%%

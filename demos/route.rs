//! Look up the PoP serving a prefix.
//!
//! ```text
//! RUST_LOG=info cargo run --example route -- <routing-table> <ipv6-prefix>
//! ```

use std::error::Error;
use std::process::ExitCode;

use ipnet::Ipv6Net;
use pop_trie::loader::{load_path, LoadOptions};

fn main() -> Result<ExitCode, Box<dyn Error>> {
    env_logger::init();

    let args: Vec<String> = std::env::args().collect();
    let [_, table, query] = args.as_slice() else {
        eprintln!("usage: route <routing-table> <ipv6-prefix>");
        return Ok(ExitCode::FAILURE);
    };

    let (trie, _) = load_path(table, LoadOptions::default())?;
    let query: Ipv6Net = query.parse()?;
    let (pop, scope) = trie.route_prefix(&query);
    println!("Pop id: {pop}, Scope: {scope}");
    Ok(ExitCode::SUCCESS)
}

%%
%%

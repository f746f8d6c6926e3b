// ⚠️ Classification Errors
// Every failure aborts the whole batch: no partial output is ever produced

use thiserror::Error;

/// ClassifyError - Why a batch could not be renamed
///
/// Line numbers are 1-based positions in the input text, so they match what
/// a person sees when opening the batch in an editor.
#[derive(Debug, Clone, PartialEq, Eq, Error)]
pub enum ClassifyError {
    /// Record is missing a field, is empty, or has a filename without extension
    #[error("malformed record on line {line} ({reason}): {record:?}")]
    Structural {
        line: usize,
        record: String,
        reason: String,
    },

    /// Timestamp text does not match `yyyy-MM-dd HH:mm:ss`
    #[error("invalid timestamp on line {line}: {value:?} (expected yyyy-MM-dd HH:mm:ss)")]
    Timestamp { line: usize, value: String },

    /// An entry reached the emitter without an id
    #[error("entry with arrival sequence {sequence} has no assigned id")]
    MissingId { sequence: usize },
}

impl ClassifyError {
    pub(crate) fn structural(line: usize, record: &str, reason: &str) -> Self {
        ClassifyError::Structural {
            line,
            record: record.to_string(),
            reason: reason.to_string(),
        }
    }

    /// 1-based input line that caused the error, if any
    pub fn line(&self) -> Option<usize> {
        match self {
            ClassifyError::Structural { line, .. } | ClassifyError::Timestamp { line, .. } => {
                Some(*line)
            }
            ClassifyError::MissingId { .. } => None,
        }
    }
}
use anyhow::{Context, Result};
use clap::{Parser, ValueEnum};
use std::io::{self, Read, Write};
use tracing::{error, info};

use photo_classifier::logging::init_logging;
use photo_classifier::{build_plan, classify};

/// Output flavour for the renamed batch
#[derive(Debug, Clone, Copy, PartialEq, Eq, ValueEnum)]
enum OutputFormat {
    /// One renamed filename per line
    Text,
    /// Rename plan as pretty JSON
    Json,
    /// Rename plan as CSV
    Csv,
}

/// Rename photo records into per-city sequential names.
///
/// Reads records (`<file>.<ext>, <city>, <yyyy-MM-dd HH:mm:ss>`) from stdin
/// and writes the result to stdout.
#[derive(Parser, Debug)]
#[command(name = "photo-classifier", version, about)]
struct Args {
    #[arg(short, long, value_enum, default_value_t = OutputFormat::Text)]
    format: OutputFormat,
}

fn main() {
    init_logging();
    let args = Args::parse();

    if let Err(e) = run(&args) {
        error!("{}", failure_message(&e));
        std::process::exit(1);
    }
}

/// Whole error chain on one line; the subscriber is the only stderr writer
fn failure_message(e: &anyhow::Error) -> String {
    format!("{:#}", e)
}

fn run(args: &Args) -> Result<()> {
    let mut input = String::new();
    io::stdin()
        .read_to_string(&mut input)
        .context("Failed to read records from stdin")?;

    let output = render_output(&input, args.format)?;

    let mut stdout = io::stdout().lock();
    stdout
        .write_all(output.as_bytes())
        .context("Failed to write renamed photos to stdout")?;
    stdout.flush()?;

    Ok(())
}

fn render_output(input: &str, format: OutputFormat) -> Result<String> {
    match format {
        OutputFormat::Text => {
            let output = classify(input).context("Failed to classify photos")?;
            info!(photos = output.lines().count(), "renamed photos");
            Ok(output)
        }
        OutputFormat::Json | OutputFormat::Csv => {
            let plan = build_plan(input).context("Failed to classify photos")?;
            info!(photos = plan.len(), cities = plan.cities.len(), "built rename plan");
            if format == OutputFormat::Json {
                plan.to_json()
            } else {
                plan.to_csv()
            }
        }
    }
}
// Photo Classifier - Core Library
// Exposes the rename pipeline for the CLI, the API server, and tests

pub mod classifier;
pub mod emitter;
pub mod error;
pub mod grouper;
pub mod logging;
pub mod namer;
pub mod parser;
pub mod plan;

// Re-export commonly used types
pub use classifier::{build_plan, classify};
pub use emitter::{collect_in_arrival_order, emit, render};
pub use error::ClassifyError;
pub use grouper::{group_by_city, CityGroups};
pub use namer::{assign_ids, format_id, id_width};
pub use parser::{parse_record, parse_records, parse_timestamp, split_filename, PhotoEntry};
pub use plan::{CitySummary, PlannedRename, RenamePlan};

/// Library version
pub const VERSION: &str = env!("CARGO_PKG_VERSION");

%%

#### WHAT NEEDS TO BE DONE
Copy each line of the data that contains the word "ClassifyError", leaving the other lines out.

#### RESPONSE TO THE EXERCISE
/// ClassifyError - Why a batch could not be renamed
pub enum ClassifyError {
impl ClassifyError {
        ClassifyError::Structural {
            ClassifyError::Structural { line, .. } | ClassifyError::Timestamp { line, .. } => {
            ClassifyError::MissingId { .. } => None,
pub use error::ClassifyError;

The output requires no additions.